Carl Hume wrote:
On January 14, 2004 03:34 pm, Bob Foster wrote:
Of course not. The default encoding is UTF-8. An erroneous encoding
declaration won't make things better. I mean, specify the actual encoding.
I'm going to take a step back for a second, because I'm (obviously) confused
on several fronts.
When I receive the xml file, it currently specifies a UTF-8 encoding. Some
characters are invalid for UTF-8, so are interpreted based on the locale
settings of the operating system. This interpretation can be avoided by
using the correct character set for the interpretation, and specifying it
instead of UTF-8.
Could someone point me to a reference / tutorial for deciding the appropriate
character set to use? Christopher mentioned Cp 1252 in an earlier email.

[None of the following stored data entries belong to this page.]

// Mapping service failures onto HTTP responses.

use axum::{
    http::StatusCode,
    response::{IntoResponse, Response},
    Json,
};
use baht_app::currency::CurrencyError;
use baht_app::storage::StorageError;
use baht_app::ServiceError;
use baht_core::model::WorkflowError;
use baht_llm::LlmError;
use serde::Serialize;
use tracing::error;

/// Error returned by every handler, rendered as `{"success": false, "error": ...}`.
#[derive(Debug)]
pub struct ApiError {
    pub status: StatusCode,
    pub message: String,
}

#[derive(Serialize)]
struct ErrorBody {
    success: bool,
    error: String,
}

impl ApiError {
    pub fn bad_request(message: impl Into<String>) -> Self {
        Self {
            status: StatusCode::BAD_REQUEST,
            message: message.into(),
        }
    }

    fn internal(err: &dyn std::fmt::Display) -> Self {
        error!(error = %err, "request failed");
        Self {
            status: StatusCode::INTERNAL_SERVER_ERROR,
            message: "internal server error".to_string(),
        }
    }
}

impl IntoResponse for ApiError {
    fn into_response(self) -> Response {
        let body = ErrorBody {
            success: false,
            error: self.message,
        };
        (self.status, Json(body)).into_response()
    }
}

impl From<ServiceError> for ApiError {
    fn from(err: ServiceError) -> Self {
        let status = match &err {
            ServiceError::NotFound(_) => StatusCode::NOT_FOUND,
            ServiceError::Forbidden(_) => StatusCode::FORBIDDEN,
            ServiceError::Validation(_) | ServiceError::Tax(_) => StatusCode::UNPROCESSABLE_ENTITY,
            ServiceError::Workflow(w) => match w {
                WorkflowError::SelfApproval => StatusCode::FORBIDDEN,
                WorkflowError::MissingReason => StatusCode::UNPROCESSABLE_ENTITY,
                WorkflowError::InvalidTransition { .. } | WorkflowError::Conflict(_) => {
                    StatusCode::CONFLICT
                }
            },
            ServiceError::Currency(CurrencyError::Lookup(_)) => return Self::internal(&err),
            ServiceError::Currency(_) => StatusCode::UNPROCESSABLE_ENTITY,
            ServiceError::Llm(e) => match e {
                LlmError::NotConfigured => StatusCode::SERVICE_UNAVAILABLE,
                LlmError::Quota(_) => StatusCode::TOO_MANY_REQUESTS,
                LlmError::Safety(_) => StatusCode::UNPROCESSABLE_ENTITY,
                _ => StatusCode::BAD_GATEWAY,
            },
            ServiceError::Storage(e) => match e {
                StorageError::NotConfigured(_) => StatusCode::SERVICE_UNAVAILABLE,
                StorageError::UnsupportedType(_) => StatusCode::UNSUPPORTED_MEDIA_TYPE,
                StorageError::Io(_) => return Self::internal(&err),
                _ => StatusCode::BAD_GATEWAY,
            },
            ServiceError::Internal(e) => return Self::internal(e),
        };
        if status.is_server_error() {
            error!(status = status.as_u16(), error = %err, "upstream failure");
        }
        Self {
            status,
            message: err.to_string(),
        }
    }
}

impl From<anyhow::Error> for ApiError {
    fn from(err: anyhow::Error) -> Self {
        ServiceError::from(err).into()
    }
}
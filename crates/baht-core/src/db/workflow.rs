// Reimbursement requests and settlement payments.
//
// Settlement writes run in a single transaction and re-check every expense's
// status inside it, so two concurrent payouts cannot both settle the same
// expense.

use anyhow::{Context, Result};
use chrono::{DateTime, Utc};
use rust_decimal::Decimal;
use rusqlite::{params, OptionalExtension, Row};
use tracing::debug;

use super::entries::{expense_from_row, insert_expense_with, EXPENSE_COLUMNS};
use super::{
    date_col, date_to_sql, dec_col, enum_col, opt_ts_col, opt_ts_to_sql, ts_col, ts_to_sql,
    Database,
};
use crate::model::{
    Expense, ReimbursementRequest, ReimbursementStatus, SettlementPayment, WorkflowError,
};

const REIMBURSEMENT_COLUMNS: &str = "id, company_id, requester_id, description, amount, \
     vat_amount, issue_date, account_id, receipt_url, status, approved_by, approved_at, \
     rejected_reason, paid_at, payment_reference, expense_id, created_at, deleted_at";

fn reimbursement_from_row(row: &Row<'_>) -> rusqlite::Result<ReimbursementRequest> {
    Ok(ReimbursementRequest {
        id: row.get(0)?,
        company_id: row.get(1)?,
        requester_id: row.get(2)?,
        description: row.get(3)?,
        amount: dec_col(row, 4)?,
        vat_amount: dec_col(row, 5)?,
        issue_date: date_col(row, 6)?,
        account_id: row.get(7)?,
        receipt_url: row.get(8)?,
        status: enum_col(row, 9, ReimbursementStatus::from_str_status)?,
        approved_by: row.get(10)?,
        approved_at: opt_ts_col(row, 11)?,
        rejected_reason: row.get(12)?,
        paid_at: opt_ts_col(row, 13)?,
        payment_reference: row.get(14)?,
        expense_id: row.get(15)?,
        created_at: ts_col(row, 16)?,
        deleted_at: opt_ts_col(row, 17)?,
    })
}

/// Settlement row without its expense ids; those come from `settlement_items`.
fn settlement_from_row(row: &Row<'_>) -> rusqlite::Result<SettlementPayment> {
    Ok(SettlementPayment {
        id: row.get(0)?,
        company_id: row.get(1)?,
        payee_id: row.get(2)?,
        expense_ids: Vec::new(),
        total_amount: dec_col(row, 3)?,
        paid_at: ts_col(row, 4)?,
        reference: row.get(5)?,
        created_by: row.get(6)?,
        reversed_at: opt_ts_col(row, 7)?,
        reversed_by: row.get(8)?,
    })
}

const SETTLEMENT_COLUMNS: &str =
    "id, company_id, payee_id, total_amount, paid_at, reference, created_by, reversed_at, reversed_by";

fn conflict(message: impl Into<String>) -> anyhow::Error {
    let message = message.into();
    debug!(%message, "workflow write refused");
    anyhow::Error::new(WorkflowError::Conflict(message))
}

fn load_settlement_items(conn: &rusqlite::Connection, settlement_id: &str) -> Result<Vec<String>> {
    let mut stmt = conn
        .prepare("SELECT expense_id FROM settlement_items WHERE settlement_id = ?1 ORDER BY expense_id")
        .context("failed to prepare settlement items query")?;
    let ids = stmt
        .query_map(params![settlement_id], |row| row.get(0))
        .context("failed to query settlement items")?
        .collect::<std::result::Result<Vec<String>, _>>()
        .context("failed to map settlement item rows")?;
    Ok(ids)
}

/// Writes `r` only while the stored row is still in status `from`.
fn update_reimbursement_with(
    conn: &rusqlite::Connection,
    r: &ReimbursementRequest,
    from: ReimbursementStatus,
) -> Result<()> {
    let changed = conn
        .execute(
            "UPDATE reimbursements SET
                status = ?3, approved_by = ?4, approved_at = ?5, rejected_reason = ?6,
                paid_at = ?7, payment_reference = ?8, expense_id = ?9, deleted_at = ?10
             WHERE company_id = ?1 AND id = ?2 AND status = ?11",
            params![
            r.company_id,
            r.id,
            r.status.as_str(),
            r.approved_by,
            opt_ts_to_sql(r.approved_at),
            r.rejected_reason,
            opt_ts_to_sql(r.paid_at),
            r.payment_reference,
            r.expense_id,
            opt_ts_to_sql(r.deleted_at),
            from.as_str(),
        ],
    )
    .context("failed to update reimbursement")?;
    if changed == 0 {
        return Err(conflict(format!(
            "reimbursement {} is no longer {}",
            r.id,
            from.as_str()
        )));
    }
    Ok(())
}
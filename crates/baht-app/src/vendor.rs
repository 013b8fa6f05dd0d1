// Vendor mappings: remembered defaults (contact, account, tax rates) keyed
// by a vendor's tax ID or normalized name, learned from recorded expenses and
// applied to newly read receipts.

use std::cmp::Reverse;

use baht_core::db::Database;
use baht_core::model::{new_id, MatchKind, VendorMapping};
use baht_core::tax::normalize_tax_id;
use chrono::{DateTime, Utc};
use rust_decimal::Decimal;
use serde::{Deserialize, Serialize};
use tracing::debug;

use crate::error::{ServiceError, ServiceResult};

/// Legal-form words removed wherever they appear. Longer forms come first so
/// `ห้างหุ้นส่วนจำกัด` is removed before `จำกัด`.
const THAI_AFFIXES: &[&str] = &[
    "ห้างหุ้นส่วนจำกัด",
    "ห้างหุ้นส่วนสามัญ",
    "ห้างหุ้นส่วน",
    "(มหาชน)",
    "มหาชน",
    "บริษัท",
    "จำกัด",
    "หจก.",
    "บจก.",
    "บมจ.",
];

/// Legal-form words removed when they stand alone.
const ENGLISH_AFFIXES: &[&str] = &[
    "co", "company", "ltd", "limited", "inc", "corp", "corporation", "plc", "pcl", "lp",
];

/// Legal forms whose words are ordinary name words on their own, so they are
/// only removed as a whole phrase.
const ENGLISH_PHRASES: &[&[&str]] = &[
    &["public", "company", "limited"],
    &["public", "co", "ltd"],
    &["limited", "partnership"],
    &["part", "ltd"],
    &["ltd", "part"],
];

/// Substring matches need at least this many characters on both sides.
const MIN_CONTAINS_LEN: usize = 3;

/// Lower-case `name`, drop company-form affixes and punctuation, and collapse
/// whitespace, so "บริษัท สยาม จำกัด" and "Siam Co., Ltd." style variants
/// compare equal to their bare names.
pub fn normalize_vendor_name(name: &str) -> String {
    let mut lowered = name.to_lowercase();
    for affix in THAI_AFFIXES {
        lowered = lowered.replace(affix, " ");
    }
    let spaced: String = lowered
        .chars()
        .map(|c| if c.is_ascii_punctuation() { ' ' } else { c })
        .collect();
    let words: Vec<&str> = spaced.split_whitespace().collect();
    let mut kept = Vec::with_capacity(words.len());
    let mut i = 0;
    while i < words.len() {
        if let Some(phrase) = ENGLISH_PHRASES.iter().find(|p| words[i..].starts_with(p)) {
            i += phrase.len();
            continue;
        }
        if !ENGLISH_AFFIXES.contains(&words[i]) {
            kept.push(words[i]);
        }
        i += 1;
    }
    kept.join(" ")
}

/// The mapping chosen for a vendor and the rule that picked it.
#[derive(Debug, Clone, Copy, PartialEq)]
pub struct VendorMatch<'a> {
    pub mapping: &'a VendorMapping,
    pub kind: MatchKind,
}

fn match_kind(mapping: &VendorMapping, normalized: &str, tax_id: Option<&str>) -> Option<MatchKind> {
    if let (Some(wanted), Some(have)) = (tax_id, mapping.vendor_tax_id.as_deref()) {
        if wanted == have {
            return Some(MatchKind::TaxId);
        }
    }
    if normalized.is_empty() || mapping.normalized_name.is_empty() {
        return None;
    }
    if mapping.normalized_name == normalized {
        return Some(MatchKind::Exact);
    }
    let long_enough = normalized.chars().count() >= MIN_CONTAINS_LEN
        && mapping.normalized_name.chars().count() >= MIN_CONTAINS_LEN;
    if long_enough
        && (normalized.contains(&mapping.normalized_name)
            || mapping.normalized_name.contains(normalized))
    {
        return Some(MatchKind::Contains);
    }
    None
}

/// Pick the best mapping for a vendor.
///
/// A tax-ID match beats an exact normalized-name match, which beats a
/// substring match. Ties go to the most used mapping, then the most recently
/// used one.
pub fn find_best_match<'a>(
    mappings: &'a [VendorMapping],
    vendor_name: Option<&str>,
    vendor_tax_id: Option<&str>,
) -> Option<VendorMatch<'a>> {
    let normalized = vendor_name.map(normalize_vendor_name).unwrap_or_default();
    let tax_id = vendor_tax_id.and_then(normalize_tax_id);

    mappings
        .iter()
        .filter_map(|m| {
            match_kind(m, &normalized, tax_id.as_deref()).map(|kind| VendorMatch { mapping: m, kind })
        })
        .min_by_key(rank)
}

fn rank(m: &VendorMatch<'_>) -> (MatchKind, Reverse<i64>, Reverse<Option<DateTime<Utc>>>) {
    (
        m.kind,
        Reverse(m.mapping.use_count),
        Reverse(m.mapping.last_used_at),
    )
}

/// What to remember about a vendor.
#[derive(Debug, Clone, Default, Deserialize)]
pub struct LearnInput {
    pub vendor_name: String,
    pub vendor_tax_id: Option<String>,
    pub contact_id: Option<String>,
    pub account_id: Option<String>,
    pub vat_rate: Option<Decimal>,
    pub wht_rate: Option<Decimal>,
    pub description_template: Option<String>,
}

/// Mapping returned to clients, with the rule that matched when it came from
/// a lookup.
#[derive(Debug, Clone, Serialize)]
pub struct VendorSuggestion {
    pub mapping_id: String,
    pub match_kind: MatchKind,
    pub contact_id: Option<String>,
    pub account_id: Option<String>,
    pub vat_rate: Option<Decimal>,
    pub wht_rate: Option<Decimal>,
    pub description: Option<String>,
}

impl From<VendorMatch<'_>> for VendorSuggestion {
    fn from(m: VendorMatch<'_>) -> Self {
        VendorSuggestion {
            mapping_id: m.mapping.id.clone(),
            match_kind: m.kind,
            contact_id: m.mapping.contact_id.clone(),
            account_id: m.mapping.account_id.clone(),
            vat_rate: m.mapping.vat_rate,
            wht_rate: m.mapping.wht_rate,
            description: m.mapping.description_template.clone(),
        }
    }
}

/// Remember `input` for the company: insert a new mapping or merge into the
/// one with the same tax ID or normalized name, bumping its use count.
pub fn learn(
    db: &Database,
    company_id: &str,
    input: &LearnInput,
    at: DateTime<Utc>,
) -> ServiceResult<VendorMapping> {
    let vendor_name = input.vendor_name.trim();
    let normalized = normalize_vendor_name(vendor_name);
    let tax_id = input.vendor_tax_id.as_deref().and_then(normalize_tax_id);
    if normalized.is_empty() && tax_id.is_none() {
        return Err(ServiceError::Validation(
            "a vendor mapping needs a name or a 13-digit tax ID".into(),
        ));
    }

    let mapping = VendorMapping {
        id: new_id(),
        company_id: company_id.to_string(),
        vendor_name: vendor_name.to_string(),
        match_kind: if tax_id.is_some() { MatchKind::TaxId } else { MatchKind::Exact },
        vendor_tax_id: tax_id,
        normalized_name: normalized,
        contact_id: input.contact_id.clone(),
        account_id: input.account_id.clone(),
        vat_rate: input.vat_rate,
        wht_rate: input.wht_rate,
        description_template: input.description_template.clone(),
        use_count: 1,
        last_used_at: Some(at),
        created_at: at,
    };
    let stored = db.upsert_vendor_mapping(&mapping)?;
    debug!(
        company_id,
        mapping_id = %stored.id,
        vendor = %stored.vendor_name,
        use_count = stored.use_count,
        "vendor mapping learned"
    );
    Ok(stored)
}

#[cfg(test)]
mod tests {
    use super::*;
    use crate::testutil::*;
    use rust_decimal_macros::dec;

    fn mapping(id: &str, name: &str, tax_id: Option<&str>, uses: i64) -> VendorMapping {
        VendorMapping {
            id: id.into(),
            company_id: COMPANY.into(),
            vendor_name: name.into(),
            vendor_tax_id: tax_id.map(String::from),
            normalized_name: normalize_vendor_name(name),
            match_kind: MatchKind::Exact,
            contact_id: None,
            account_id: Some(format!("acct-{id}")),
            vat_rate: None,
            wht_rate: None,
            description_template: None,
            use_count: uses,
            last_used_at: None,
            created_at: at(2024, 1, 1),
        }
    }

    #[test]
    fn normalization_strips_legal_forms() {
        assert_eq!(normalize_vendor_name("บริษัท สยามแม็คโคร จำกัด (มหาชน)"), "สยามแม็คโคร");
        assert_eq!(normalize_vendor_name("ห้างหุ้นส่วนจำกัด ช่างดี"), "ช่างดี");
        assert_eq!(normalize_vendor_name("หจก.ช่างดี"), "ช่างดี");
        assert_eq!(normalize_vendor_name("Siam Makro Public Company Limited"), "siam makro");
        assert_eq!(normalize_vendor_name("  Office-Mate Co.,Ltd. "), "office mate");
        assert_eq!(normalize_vendor_name("Acme, Inc."), "acme");
        assert_eq!(normalize_vendor_name("Chang Dee Part., Ltd."), "chang dee");
    }

    #[test]
    fn normalization_keeps_name_words_that_look_like_forms() {
        assert_eq!(normalize_vendor_name("Auto Part"), "auto part");
        assert_eq!(normalize_vendor_name("Public Warehouse Co., Ltd."), "public warehouse");
        assert_eq!(normalize_vendor_name("Bangkok Auto Part Shop"), "bangkok auto part shop");
    }

    #[test]
    fn tax_id_beats_name() {
        let mappings = vec![
            mapping("by-name", "Siam Makro", None, 50),
            mapping("by-tax", "Makro HQ", Some(VENDOR_TAX_ID), 1),
        ];
        let m = find_best_match(&mappings, Some("บริษัท Siam Makro จำกัด"), Some("0-1055-36112-01-4")).unwrap();
        assert_eq!(m.mapping.id, "by-tax");
        assert_eq!(m.kind, MatchKind::TaxId);
    }

    #[test]
    fn exact_beats_contains_and_use_count_breaks_ties() {
        let mappings = vec![
            mapping("contains", "Siam Makro Rama 4", None, 90),
            mapping("exact-rare", "Siam Makro", None, 2),
            mapping("exact-common", "SIAM MAKRO CO., LTD.", None, 7),
        ];
        let m = find_best_match(&mappings, Some("Siam Makro"), None).unwrap();
        assert_eq!(m.mapping.id, "exact-common");
        assert_eq!(m.kind, MatchKind::Exact);
    }

    #[test]
    fn contains_needs_three_characters() {
        let mappings = vec![mapping("short", "AB", None, 1), mapping("long", "Makro", None, 1)];
        assert!(find_best_match(&mappings, Some("AB Trading"), None).is_none());
        let m = find_best_match(&mappings, Some("Makro Rama 4"), None).unwrap();
        assert_eq!((m.mapping.id.as_str(), m.kind), ("long", MatchKind::Contains));
    }

    #[test]
    fn recency_breaks_remaining_ties() {
        let mut older = mapping("older", "Makro", None, 3);
        older.last_used_at = Some(at(2024, 1, 1));
        let mut newer = mapping("newer", "makro", None, 3);
        newer.last_used_at = Some(at(2024, 3, 1));
        let mappings = vec![older, newer];
        assert_eq!(find_best_match(&mappings, Some("MAKRO"), None).unwrap().mapping.id, "newer");
    }

    #[test]
    fn learn_merges_on_tax_id_and_counts_uses() {
        let db = seeded();
        let supplies = account_id(&db, "5270");
        let first = learn(
            &db,
            COMPANY,
            &LearnInput {
                vendor_name: "บริษัท ออฟฟิศเมท จำกัด".into(),
                vendor_tax_id: Some(VENDOR_TAX_ID.into()),
                account_id: Some(supplies.clone()),
                vat_rate: Some(dec!(7)),
                ..Default::default()
            },
            at(2024, 5, 1),
        )
        .unwrap();
        assert_eq!(first.use_count, 1);
        assert_eq!(first.match_kind, MatchKind::TaxId);

        let second = learn(
            &db,
            COMPANY,
            &LearnInput {
                vendor_name: "OfficeMate".into(),
                vendor_tax_id: Some(VENDOR_TAX_ID.into()),
                wht_rate: Some(dec!(3)),
                ..Default::default()
            },
            at(2024, 5, 2),
        )
        .unwrap();
        assert_eq!(second.id, first.id);
        assert_eq!(second.use_count, 2);
        assert_eq!(second.account_id, Some(supplies));
        assert_eq!(second.wht_rate, Some(dec!(3)));
        assert_eq!(db.list_vendor_mappings(COMPANY).unwrap().len(), 1);
    }

    #[test]
    fn learn_needs_a_name_or_tax_id() {
        let db = seeded();
        let err = learn(&db, COMPANY, &LearnInput { vendor_name: "  Co., Ltd. ".into(), ..Default::default() }, at(2024, 5, 1))
            .unwrap_err();
        assert!(matches!(err, ServiceError::Validation(_)));
    }
}
use std::net::SocketAddr;

use anyhow::Context;

pub const DEFAULT_MAX_UPLOAD_BYTES: usize = 100 * 1024 * 1024;

#[derive(Clone, Debug)]
pub struct Config {
    pub addr: SocketAddr,
    pub database_url: String,
    pub max_upload_bytes: usize,
}

impl Config {
    pub fn from_env() -> anyhow::Result<Self> {
        dotenvy::dotenv().ok();

        let host = std::env::var("HOST").unwrap_or_else(|_| "0.0.0.0".to_string());
        let port: u16 =
            std::env::var("PORT").unwrap_or_else(|_| "8000".to_string()).parse().context("PORT")?;

        let database_url = std::env::var("DATABASE_URL")
            .unwrap_or_else(|_| "sqlite://movies.db?mode=rwc".to_string());

        let max_upload_bytes: usize = std::env::var("MAX_UPLOAD_BYTES")
            .ok()
            .and_then(|s| s.parse().ok())
            .unwrap_or(DEFAULT_MAX_UPLOAD_BYTES);

        Ok(Self {
            addr: format!("{host}:{port}").parse().context("HOST/PORT")?,
            database_url,
            max_upload_bytes,
        })
    }
}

Would that be more appropriate?
Thanks for all the help.
And you seem to be getting a lot of it! ;-}
I don't know that any reference / tutorial is going to tell you what
character set is used to write a document, since that depends on the
program that writes it and the platform the program runs on. CP-1252 is
the default encoding for Windows US English systems, so if the program
is running on one of these and it doesn't do anything special about the
encoding, chances are that's what it is writing. But from this distance,
that is just speculation.
Anyway, the way to fix this problem is to fix the program that writes
the document so it writes an xml declaration to match the encoding it
writes the document in. (If that sentence isn't too confusing.)
BTW, my handy table says the IANA name for CP-1252 is "WINDOWS-1252"
while the Java name for it is "Cp1252". I would hope Xerces accepts
either one.
Bob Foster
http://xmlbuddy.com/
|